[[ DATASET RECORDS open ]]

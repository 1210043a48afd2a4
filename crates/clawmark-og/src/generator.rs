//! Generating the preview image from a configuration file.

use std::path::{Path, PathBuf};

use clawmark_config::{load_config, ConfigError};

use crate::config::OgConfig;
use crate::fonts::{default_tiers, FontTier};

/// Whether this build can draw images.
pub const RASTER_AVAILABLE: bool = cfg!(feature = "raster");

/// Summary of a generated image.
#[derive(Debug, Clone, PartialEq)]
pub struct OgReport {
    pub output: PathBuf,
    pub title: String,
    pub subtitle: String,
    pub description: String,
    pub width: u32,
    pub height: u32,
}

/// Errors that can occur while generating the preview image.
#[derive(Debug, thiserror::Error)]
pub enum OgError {
    #[error(transparent)]
    Config(#[from] ConfigError),

    #[error("Invalid {section}: {message}")]
    InvalidOverride { section: String, message: String },

    #[error("Invalid colour for '{key}': '{value}' (expected #rrggbb or #rgb)")]
    InvalidColor { key: String, value: String },

    #[error("Invalid image size {width}x{height}: width and height must be between 1 and {max}", max = crate::config::MAX_DIMENSION)]
    InvalidDimensions { width: u32, height: u32 },

    #[error("{0}")]
    MissingOptionalDependency(String),

    #[error("Failed to encode PNG {path}: {message}")]
    Encode { path: String, message: String },

    #[error("Failed to write {path}: {source}")]
    Write {
        path: String,
        #[source]
        source: std::io::Error,
    },
}

/// Fail early when the drawing stack was not compiled in.
pub fn ensure_raster_support() -> Result<(), OgError> {
    if RASTER_AVAILABLE {
        Ok(())
    } else {
        Err(OgError::MissingOptionalDependency(
            "Image drawing support is not available. Rebuild clawmark-og with the `raster` feature \
             enabled (cargo install clawmark --features raster), or create a 1200x630 PNG by hand."
                .to_string(),
        ))
    }
}

/// Load `config_path`, derive the preview settings and write the PNG.
pub fn create_og_image(config_path: &Path) -> Result<OgReport, OgError> {
    create_og_image_with_fonts(config_path, &default_tiers())
}

/// Same as [`create_og_image`] with an explicit font search order.
pub fn create_og_image_with_fonts(
    config_path: &Path,
    fonts: &[FontTier],
) -> Result<OgReport, OgError> {
    ensure_raster_support()?;

    let doc = load_config(config_path)?;
    let og = OgConfig::derive(&doc)?;
    og.validate()?;

    write_image(&og, fonts)?;

    Ok(OgReport {
        output: og.output,
        title: og.title,
        subtitle: og.subtitle,
        description: og.description,
        width: og.width,
        height: og.height,
    })
}

#[cfg(feature = "raster")]
fn write_image(og: &OgConfig, fonts: &[FontTier]) -> Result<(), OgError> {
    use image::{ImageError, ImageFormat};

    use crate::fonts::FontSet;
    use crate::render::render_og_image;

    let fonts = FontSet::load(fonts);
    let canvas = render_og_image(og, &fonts)?;

    if let Some(parent) = og.output.parent() {
        std::fs::create_dir_all(parent).map_err(|source| OgError::Write {
            path: parent.display().to_string(),
            source,
        })?;
    }

    canvas
        .save_with_format(&og.output, ImageFormat::Png)
        .map_err(|e| match e {
            ImageError::IoError(source) => OgError::Write {
                path: og.output.display().to_string(),
                source,
            },
            other => OgError::Encode {
                path: og.output.display().to_string(),
                message: other.to_string(),
            },
        })
}

#[cfg(not(feature = "raster"))]
fn write_image(_og: &OgConfig, _fonts: &[FontTier]) -> Result<(), OgError> {
    ensure_raster_support()
}

#[cfg(all(test, feature = "raster"))]
mod tests {
    use super::*;
    use pretty_assertions::assert_eq;
    use std::fs;
    use tempfile::tempdir;

    fn no_fonts() -> Vec<FontTier> {
        vec![FontTier::new("/nonexistent/bold.ttf", "/nonexistent/regular.ttf")]
    }

    #[test]
    fn writes_png_with_configured_size() {
        let temp = tempdir().unwrap();
        let output = temp.path().join("nested/dir/card.png");
        let config = temp.path().join("config.yaml");
        fs::write(
            &config,
            format!(
                "profile:\n  name: Ada\n  bio: Builds things\nadvanced:\n  og_image_config:\n    width: 600\n    height: 315\n    output: {}\n",
                output.display()
            ),
        )
        .unwrap();

        let report = create_og_image_with_fonts(&config, &no_fonts()).unwrap();

        assert_eq!(report.output, output);
        assert_eq!(report.title, "Ada");
        assert_eq!(report.subtitle, "Builds things");
        assert_eq!((report.width, report.height), (600, 315));

        let png = image::open(&output).unwrap();
        assert_eq!((png.width(), png.height()), (600, 315));
        assert!(png.as_rgb8().is_some());
    }

    #[test]
    fn overwrites_existing_image() {
        let temp = tempdir().unwrap();
        let output = temp.path().join("card.png");
        fs::write(&output, b"old").unwrap();
        let config = temp.path().join("config.yaml");
        fs::write(
            &config,
            format!("advanced:\n  og_image_config:\n    output: {}\n", output.display()),
        )
        .unwrap();

        create_og_image_with_fonts(&config, &no_fonts()).unwrap();

        assert_eq!(image::open(&output).unwrap().width(), 1200);
    }

    #[test]
    fn reports_unwritable_output_as_write_error() {
        let temp = tempdir().unwrap();
        let output = temp.path().join("card.png");
        fs::create_dir(&output).unwrap();
        let config = temp.path().join("config.yaml");
        fs::write(
            &config,
            format!("advanced:\n  og_image_config:\n    output: {}\n", output.display()),
        )
        .unwrap();

        let err = create_og_image_with_fonts(&config, &no_fonts()).unwrap_err();

        let expected = output.display().to_string();
        assert!(matches!(err, OgError::Write { ref path, .. } if *path == expected));
        assert!(output.is_dir());
    }

    #[test]
    fn missing_config_writes_nothing() {
        let temp = tempdir().unwrap();

        let err = create_og_image_with_fonts(&temp.path().join("config.yaml"), &no_fonts())
            .unwrap_err();

        assert!(matches!(err, OgError::Config(ConfigError::NotFound(_))));
        assert_eq!(fs::read_dir(temp.path()).unwrap().count(), 0);
    }

    #[test]
    fn invalid_color_writes_nothing() {
        let temp = tempdir().unwrap();
        let output = temp.path().join("card.png");
        let config = temp.path().join("config.yaml");
        fs::write(
            &config,
            format!(
                "advanced:\n  og_image_config:\n    output: {}\n    colors:\n      text: white\n",
                output.display()
            ),
        )
        .unwrap();

        let err = create_og_image_with_fonts(&config, &no_fonts()).unwrap_err();

        assert!(err.to_string().contains("'text'"));
        assert!(!output.exists());
    }
}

[[ DATASET RECORDS closed ]]

• **AIM OF THE TASK**: What lines above contain the string "Debug"? Copy all of them.

• **EXPECTED OUTPUT**:
#[derive(Debug, Clone, PartialEq)]
#[derive(Debug, thiserror::Error)]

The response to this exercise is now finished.